The study of more than two million people in Denmark was presented at the Fertility Society of Australia conference in Auckland.
The researchers, from the Danish Cancer Society Research Centre and Copenhagen University, found a 17 per cent higher overall rate of adult and child cancers
in the offspring of women who had fertility problems than in those born to fertile women.
"[This] is mainly explained by an increased risk of leukaemias in childhood, and ... by an increased risk of skin cancer, cancer of the urinary tract and cancer in the endocrine glands in adulthood," Dr Marie Hargreave
told the conference.
"For all other childhood cancer types and adulthood cancer sites we found no statistically significant associations."
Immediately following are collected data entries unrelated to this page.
mod add_lesson;
mod create_course;
mod delete_lesson;
mod enroll_in_course;
mod get_course;
mod get_courses;
mod get_lesson;
mod update_lesson;

pub use add_lesson::{AddLessonError, AddLessonUseCase, LessonCommand, LessonCommandError, LessonFields};
pub use create_course::{
    CourseCommand, CourseCommandError, CourseFields, CreateCourseError, CreateCourseUseCase,
};
pub use delete_lesson::{DeleteLessonError, DeleteLessonUseCase};
pub use enroll_in_course::{EnrollInCourseError, EnrollInCourseUseCase, EnrollmentOutcome};
pub use get_course::{CourseDetail, GetCourseError, GetCourseUseCase};
pub use get_courses::{GetCoursesError, GetCoursesUseCase};
pub use get_lesson::{GetLessonError, GetLessonUseCase};
pub use update_lesson::{UpdateLessonError, UpdateLessonUseCase};
use chrono::{DateTime, Utc};
use serde::{Deserialize, Serialize};
use std::fmt;
use std::str::FromStr;
use uuid::Uuid;

#[derive(Debug, Clone, Copy, PartialEq, Eq, Hash, Serialize, Deserialize)]
#[serde(rename_all = "snake_case")]
pub enum UserRole {
    Student,
    Instructor,
    Admin,
    SuperAdmin,
}

impl UserRole {
    pub fn as_str(&self) -> &'static str {
        match self {
            UserRole::Student => "student",
            UserRole::Instructor => "instructor",
            UserRole::Admin => "admin",
            UserRole::SuperAdmin => "super_admin",
        }
    }

    /// Admin and super admin.
    pub fn is_admin(&self) -> bool {
        matches!(self, UserRole::Admin | UserRole::SuperAdmin)
    }

    /// Roles allowed to create courses and manage lessons.
    pub fn is_staff(&self) -> bool {
        !matches!(self, UserRole::Student)
    }
}

impl fmt::Display for UserRole {
    fn fmt(&self, f: &mut fmt::Formatter<'_>) -> fmt::Result {
        f.write_str(self.as_str())
    }
}

#[derive(Debug, Clone, PartialEq, Eq, thiserror::Error)]
#[error("Invalid role: {0}")]
pub struct InvalidRole(pub String);

impl FromStr for UserRole {
    type Err = InvalidRole;

    fn from_str(s: &str) -> Result<Self, Self::Err> {
        match s.trim() {
            "student" => Ok(UserRole::Student),
            "instructor" => Ok(UserRole::Instructor),
            "admin" => Ok(UserRole::Admin),
            "super_admin" => Ok(UserRole::SuperAdmin),
            other => Err(InvalidRole(other.to_string())),
        }
    }
}

#[derive(Debug, Clone, PartialEq)]
pub struct User {
    pub id: Uuid,
    pub full_name: String,
    pub email: String,
    pub password_hash: String,
    pub role: UserRole,
    pub phone: Option<String>,
    pub enrolled_courses: Vec<Uuid>,
    pub is_active: bool,
    pub created_at: DateTime<Utc>,
    pub updated_at: DateTime<Utc>,
}

impl User {
    pub fn is_enrolled_in(&self, course_id: Uuid) -> bool {
        self.enrolled_courses.contains(&course_id)
    }
}

/// Data needed to persist a freshly registered user.
#[derive(Debug, Clone)]
pub struct NewUser {
    pub full_name: String,
    pub email: String,
    pub password_hash: String,
    pub phone: Option<String>,
    pub role: UserRole,
}
pub mod auth_response;
pub mod login_user;
pub mod register_user;
pub mod resolve_current_user;
use async_trait::async_trait;
use uuid::Uuid;

use crate::course::application::domain::entities::{Lesson, VideoType};
use crate::course::application::domain::lessons::LessonDraft;
use crate::course::application::ports::outgoing::CourseRepositoryError;

/// Longest accepted lesson, in minutes.
pub const MAX_LESSON_MINUTES: i32 = 24 * 60;

/// Raw lesson fields as submitted by a client.
#[derive(Debug, Clone, Default)]
pub struct LessonFields {
    pub title: String,
    pub description: String,
    pub video_url: String,
    pub video_type: String,
    pub duration: Option<i32>,
    pub is_preview: bool,
    pub resources: Vec<String>,
}

/// Validated lesson content, used for both adding and replacing lessons.
#[derive(Debug, Clone, PartialEq)]
pub struct LessonCommand(LessonDraft);

#[derive(Debug, Clone, PartialEq, thiserror::Error)]
pub enum LessonCommandError {
    #[error("Title cannot be empty")]
    EmptyTitle,

    #[error("Video URL cannot be empty")]
    EmptyVideoUrl,

    #[error("Invalid video type: must be 'youtube' or 'vimeo'")]
    InvalidVideoType,

    #[error("Duration must be between 0 and 1440 minutes")]
    InvalidDuration,
}

impl LessonCommand {
    pub fn new(fields: LessonFields) -> Result<Self, LessonCommandError> {
        let title = fields.title.trim().to_string();
        if title.is_empty() {
            return Err(LessonCommandError::EmptyTitle);
        }

        let video_url = fields.video_url.trim().to_string();
        if video_url.is_empty() {
            return Err(LessonCommandError::EmptyVideoUrl);
        }

        let video_type = fields
            .video_type
            .parse::<VideoType>()
            .map_err(|_| LessonCommandError::InvalidVideoType)?;

        if matches!(fields.duration, Some(d) if !(0..=MAX_LESSON_MINUTES).contains(&d)) {
            return Err(LessonCommandError::InvalidDuration);
        }

        Ok(Self(LessonDraft {
            title,
            description: fields.description.trim().to_string(),
            video_url,
            video_type,
            duration: fields.duration,
            is_preview: fields.is_preview,
            resources: fields.resources,
        }))
    }

    pub fn into_draft(self) -> LessonDraft {
        self.0
    }
}

#[derive(Debug, Clone, PartialEq, thiserror::Error)]
pub enum AddLessonError {
    #[error("course not found")]
    CourseNotFound,

    #[error("repository error: {0}")]
    RepositoryError(String),
}

impl From<CourseRepositoryError> for AddLessonError {
    fn from(err: CourseRepositoryError) -> Self {
        match err {
            CourseRepositoryError::NotFound => AddLessonError::CourseNotFound,
            other => AddLessonError::RepositoryError(other.to_string()),
        }
    }
}

#[async_trait]
pub trait AddLessonUseCase: Send + Sync {
    async fn execute(&self, course_id: Uuid, command: LessonCommand)
        -> Result<Lesson, AddLessonError>;
}
use sea_orm::entity::prelude::*;
use uuid::Uuid;

use crate::auth::application::domain::entities::{User, UserRole};

#[derive(Clone, Debug, PartialEq, DeriveEntityModel)]
#[sea_orm(table_name = "users")]
pub struct Model {
    #[sea_orm(primary_key, auto_increment = false)]
    pub id: Uuid,
    pub full_name: String,
    #[sea_orm(unique)]
    pub email: String,
    pub password_hash: String,
    pub role: String,
    #[sea_orm(nullable)]
    pub phone: Option<String>,
    /// JSONB array of course ids
    #[sea_orm(column_type = "JsonBinary")]
    pub enrolled_courses: Json,
    pub is_active: bool,
    pub created_at: DateTimeWithTimeZone,
    pub updated_at: DateTimeWithTimeZone,
}

#[derive(Copy, Clone, Debug, EnumIter, DeriveRelation)]
pub enum Relation {}

#[async_trait::async_trait]
impl ActiveModelBehavior for ActiveModel {
    async fn before_save<C>(mut self, _db: &C, insert: bool) -> Result<Self, DbErr>
    where
        C: ConnectionTrait,
    {
        use chrono::Utc;
        use sea_orm::ActiveValue::Set;

        if !insert {
            self.updated_at = Set(Utc::now().into());
        }

        Ok(self)
    }
}

impl Model {
    /// Decodes the stored row. Fails on an unknown role or a malformed
    /// `enrolled_courses` document.
    pub fn into_domain(self) -> Result<User, String> {
        let role = self.role.parse::<UserRole>().map_err(|e| e.to_string())?;
        let enrolled_courses: Vec<Uuid> = serde_json::from_value(self.enrolled_courses)
            .map_err(|e| format!("enrolled_courses: {e}"))?;

        Ok(User {
            id: self.id,
            full_name: self.full_name,
            email: self.email,
            password_hash: self.password_hash,
            role,
            phone: self.phone,
            enrolled_courses,
            is_active: self.is_active,
            created_at: self.created_at.with_timezone(&chrono::Utc),
            updated_at: self.updated_at.with_timezone(&chrono::Utc),
        })
    }
}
The increase in the relative risk of childhood leukaemias was greater, at 33 per cent, than for cancer overall.
Dr Hargreave said other studies had pointed to a potential increased risk of cancer in children who were conceived through the use of assisted reproductive technology, but the results had been inconsistent and were
limited by imprecise risk estimates.
"Furthermore, if negative effects of assisted reproductive technology are present, they could be related to the underlying infertility rather than the procedure itself."
Auckland University professor of biostatistics, Thomas Lumley, said the study appeared very reliable for demonstrating that there was a higher risk in children of infertile women, but didn't allow any reliable
conclusions about the reasons.
"Part of the background to this is that a drug used to prevent miscarriage in the 1950s and 1960s, diethylstilboestrol, caused a specific, rare form of cancer in female offspring."
Fertility Society president Dr Mark Bowman said there was no conclusive evidence the increased cancer risk reported by Dr Hargreave was "directly associated" with fertility treatment.
"Importantly, the research
involves offspring born since 1963, nearly two decades before IVF came to Denmark.
"Since the first in-vitro fertilisation baby was born in Britain in 1978, five million babies have been born through this technology around the world. Overwhelmingly, these IVF offspring ... enjoy very good health."